In the final hours of negotiations of the UN High-Level meeting on HIV/AIDS in New York this week, more than 100 civil society organisations worldwide staged an unprecedented protest shouting “The Declaration must include: treatment, targets, women and girls, harm reduction vulnerable groups”. As they were herded out from the hall by security guards they chanted “Silence is Death”.

They were rejecting a draft political declaration that fell far short of expectations at a time when 8000 people a day die of AIDS globally.

Governments failed to make commitments in five areas critical to ending the global AIDS epidemic.

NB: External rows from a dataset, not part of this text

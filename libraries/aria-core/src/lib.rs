//! Aria Player Core
//!
//! Platform-agnostic core types, traits, and error handling for the Aria
//! Player engine.
//!
//! This crate defines:
//! - **Domain Types**: [`Song`], [`Playlist`]
//! - **Persistence**: the [`KeyValueStore`] trait (namespaced key -> JSON)
//! - **Collaborators**: [`SearchProvider`], [`DownloadService`]
//! - **Error Handling**: unified [`AriaError`] and [`Result`] types
//!
//! # Example
//!
//! ```rust
//! use aria_core::types::{Song, Playlist};
//!
//! let song = Song::new("s1", "Night Drive", "The Waveforms");
//! let playlist = Playlist::new("Road Trip");
//! assert!(playlist.song_ids.is_empty());
//! ```

#![forbid(unsafe_code)]
#![warn(missing_docs)]

pub mod error;
pub mod storage;
pub mod traits;
pub mod types;

pub use error::{AriaError, Result};
pub use storage::KeyValueStore;
pub use traits::{DownloadService, SearchProvider};
pub use types::{Playlist, Song};
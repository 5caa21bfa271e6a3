use std::collections::VecDeque;

/// Mean over a sliding window of the most recent observations.
#[derive(Debug, Clone)]
pub struct MovingAverage {
    window: usize,
    values: VecDeque<f64>,
    total: f64,
}

impl MovingAverage {
    /// Creates an empty moving average over `window` observations.
    ///
    /// # Panics
    ///
    /// Panics if `window` is zero.
    #[must_use]
    pub fn new(window: usize) -> Self {
        assert!(window > 0, "window must be positive");
        Self {
            window,
            values: VecDeque::with_capacity(window),
            total: 0.0,
        }
    }

    pub fn push(&mut self, value: f64) {
        if self.values.len() == self.window {
            if let Some(old) = self.values.pop_front() {
                self.total -= old;
            }
        }
        self.values.push_back(value);
        self.total += value;
    }

    #[must_use]
    pub fn len(&self) -> usize {
        self.values.len()
    }

    #[must_use]
    pub fn is_empty(&self) -> bool {
        self.values.is_empty()
    }

    /// Mean of the observations in the window, or `None` when empty.
    #[expect(clippy::cast_precision_loss)]
    #[must_use]
    pub fn mean(&self) -> Option<f64> {
        (!self.values.is_empty()).then(|| self.total / self.values.len() as f64)
    }
}
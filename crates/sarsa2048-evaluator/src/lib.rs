//! Feature extraction, action values and policies for a linear 2048 agent.
//!
//! The crate is layered bottom-up:
//!
//! ```text
//! Policy (choose an action from estimated values)
//!     ↓ uses
//! ActionValue (Q(s, a) = w · φ(s, a), zero at terminal states)
//!     ↓ uses
//! Environment (transitions, rewards, feature vectors)
//!     ↓ uses
//! FeatureExtractor (φ from the afterstate of a move)
//! ```
//!
//! - [`board_analysis`] - Lazily evaluated board metrics (neighbour differences, moments,
//!   positional sums)
//! - [`move_analysis`] - Afterstate of a move plus what the move achieved
//! - [`board_feature`] - The 13 named features and the [`FeatureSet`](board_feature::FeatureSet)s
//!   built from them
//! - [`feature_extractor`] - Ordered feature lists producing fixed-length vectors
//! - [`environment`] - The agent/environment boundary and its 2048 implementation
//! - [`action_value`] - Linear action-value estimation
//! - [`policy`] - Random, greedy, epsilon-greedy and softmax action selection
//!
//! Weights are never owned here: estimators and policies borrow them as `&[f64]`.

use self::{action_value::ConfigurationError, environment::EnvironmentError, policy::PolicyError};

pub mod action_value;
pub mod board_analysis;
pub mod board_feature;
pub mod environment;
pub mod feature_extractor;
pub mod move_analysis;
pub mod policy;

/// Failure while estimating values or selecting an action.
#[derive(
    Debug, Clone, Copy, PartialEq, Eq, derive_more::Display, derive_more::Error, derive_more::From,
)]
pub enum EvaluationError {
    #[display("{_0}")]
    Environment(EnvironmentError),
    #[display("{_0}")]
    Configuration(ConfigurationError),
    #[display("{_0}")]
    Policy(PolicyError),
}
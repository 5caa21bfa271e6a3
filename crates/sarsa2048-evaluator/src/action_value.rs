//! Linear action-value estimation: `Q(s, a) = w · φ(s, a)`.

use std::iter;

use crate::{
    EvaluationError,
    environment::{Environment, EnvironmentError},
};

/// Feature vector and weight vector lengths disagree.
#[derive(Debug, Clone, Copy, PartialEq, Eq, derive_more::Display, derive_more::Error)]
#[display("feature vector has {features} entries but weight vector has {weights}")]
pub struct ConfigurationError {
    pub features: usize,
    pub weights: usize,
}

impl ConfigurationError {
    /// Checks that `weights` has `features` entries.
    pub fn check(features: usize, weights: usize) -> Result<(), Self> {
        if features == weights {
            Ok(())
        } else {
            Err(Self { features, weights })
        }
    }
}

/// Read-only view of an environment's action values under externally owned weights.
#[derive(Debug)]
pub struct ActionValue<'a, E> {
    env: &'a E,
}

impl<E> Clone for ActionValue<'_, E> {
    fn clone(&self) -> Self {
        *self
    }
}

impl<E> Copy for ActionValue<'_, E> {}

impl<'a, E> ActionValue<'a, E>
where
    E: Environment,
{
    #[must_use]
    pub fn new(env: &'a E) -> Self {
        Self { env }
    }

    #[must_use]
    pub fn env(&self) -> &'a E {
        self.env
    }

    /// Estimates `Q(state, action)`.
    ///
    /// Returns exactly `0.0` for terminal states, whatever the weights.
    pub fn q(
        &self,
        state: E::State,
        action: E::Action,
        weights: &[f64],
    ) -> Result<f64, EvaluationError> {
        if self.env.is_terminal(state)? {
            return Ok(0.0);
        }
        let phi = self.env.feature_vector(state, action)?;
        ConfigurationError::check(phi.len(), weights.len())?;
        Ok(dot(&phi, weights))
    }

    /// Estimates the values of every action in `actions`, in order.
    pub fn q_all(
        &self,
        state: E::State,
        actions: &[E::Action],
        weights: &[f64],
    ) -> Result<Vec<f64>, EvaluationError> {
        actions
            .iter()
            .map(|&action| self.q(state, action, weights))
            .collect()
    }

    /// Gradient of `Q(state, action)` with respect to the weights, i.e. `φ(state, action)`.
    pub fn gradient(
        &self,
        state: E::State,
        action: E::Action,
    ) -> Result<Vec<f64>, EnvironmentError> {
        self.env.feature_vector(state, action)
    }
}

#[must_use]
pub fn dot(a: &[f64], b: &[f64]) -> f64 {
    iter::zip(a, b).map(|(x, y)| x * y).sum()
}
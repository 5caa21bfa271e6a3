//! Rules engine for the 2048 sliding-tile puzzle.
//!
//! - [`core`] - Board representation, move/merge rules, and the base-11 state codec
//! - [`engine`] - Seeded game sessions and per-game statistics

pub use self::{core::*, engine::*};

pub mod core;
pub mod engine;

/// A cell value that is neither empty nor a power of two in `2..=2048`.
#[derive(Debug, Clone, Copy, PartialEq, Eq, derive_more::Display, derive_more::Error)]
#[display("invalid tile value {value} at ({row}, {col})")]
pub struct EncodeError {
    pub row: usize,
    pub col: usize,
    pub value: u32,
}

#[derive(Debug, Clone, Copy, PartialEq, Eq, derive_more::Display, derive_more::Error)]
pub enum DecodeError {
    #[display("the terminal state identifier does not correspond to a single board")]
    Terminal,
    #[display("state identifier {id} is out of range")]
    OutOfRange { id: u64 },
}

#[derive(Debug, Clone, Copy, PartialEq, Eq, derive_more::Display, derive_more::Error)]
#[display("no empty cell left to spawn a tile")]
pub struct ExhaustedBoardError;

#[derive(Debug, Clone, PartialEq, Eq, derive_more::Display, derive_more::Error)]
#[display("invalid direction {input:?}: expected one of up, down, left, right")]
pub struct InvalidDirectionError {
    #[error(not(source))]
    pub input: String,
}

According to the civil society coalition monitoring the UN drafting process the following concrete pledges are missing from the draft Declaration:

  • Targets for universal access to prevention, treatment, and care, such as ensuring access to treatment for 80% of all people living with HIV worldwide by 2010;
  • Comprehensive prevention strategies for all vulnerable populations;
  • Substitution therapy for intravenous drug users, and
  • Women’s reproductive and sexual health and rights. The document further fails to identify highly vulnerable and marginalized groups, such as sex workers, injecting drug users, prisoners, migrants, and people in conflict situations.

“We came here because in the last five years many new issues have emerged that were not anticipated when the 2001 Declaration of Commitment was signed. This new draft declaration is simply not bold enough. It does not address the changing realities of the AIDS epidemic,” said one of the protesters. “Today, for example, we can afford to treat people with antiretroviral therapy – which we couldn’t do five years ago because drug prices were still so high. But in the room right now, governments have refused to set a target for treatment because they are afraid that this will be used to hold them accountable.”

Since 2001 the AIDS epidemic has shifted. In Eastern Europe, for example, there is an explosion of new infections among intravenous drug users, who need immediate access to clean needles and substitution therapy to avoid infection. In sub-Saharan Africa, there has been a feminization of the epidemic. Women now make up the majority of those infected.

Yet commitments to providing substitution therapy and to promoting women’s rights were rejected by conservative governments.

Many of the goals left out of today’s draft declaration would have represented a significant advancement to the 2001 Declaration of Commitment. According to another protester, “We demand a political commitment from governments that moves our struggle against AIDS forward rather than back.”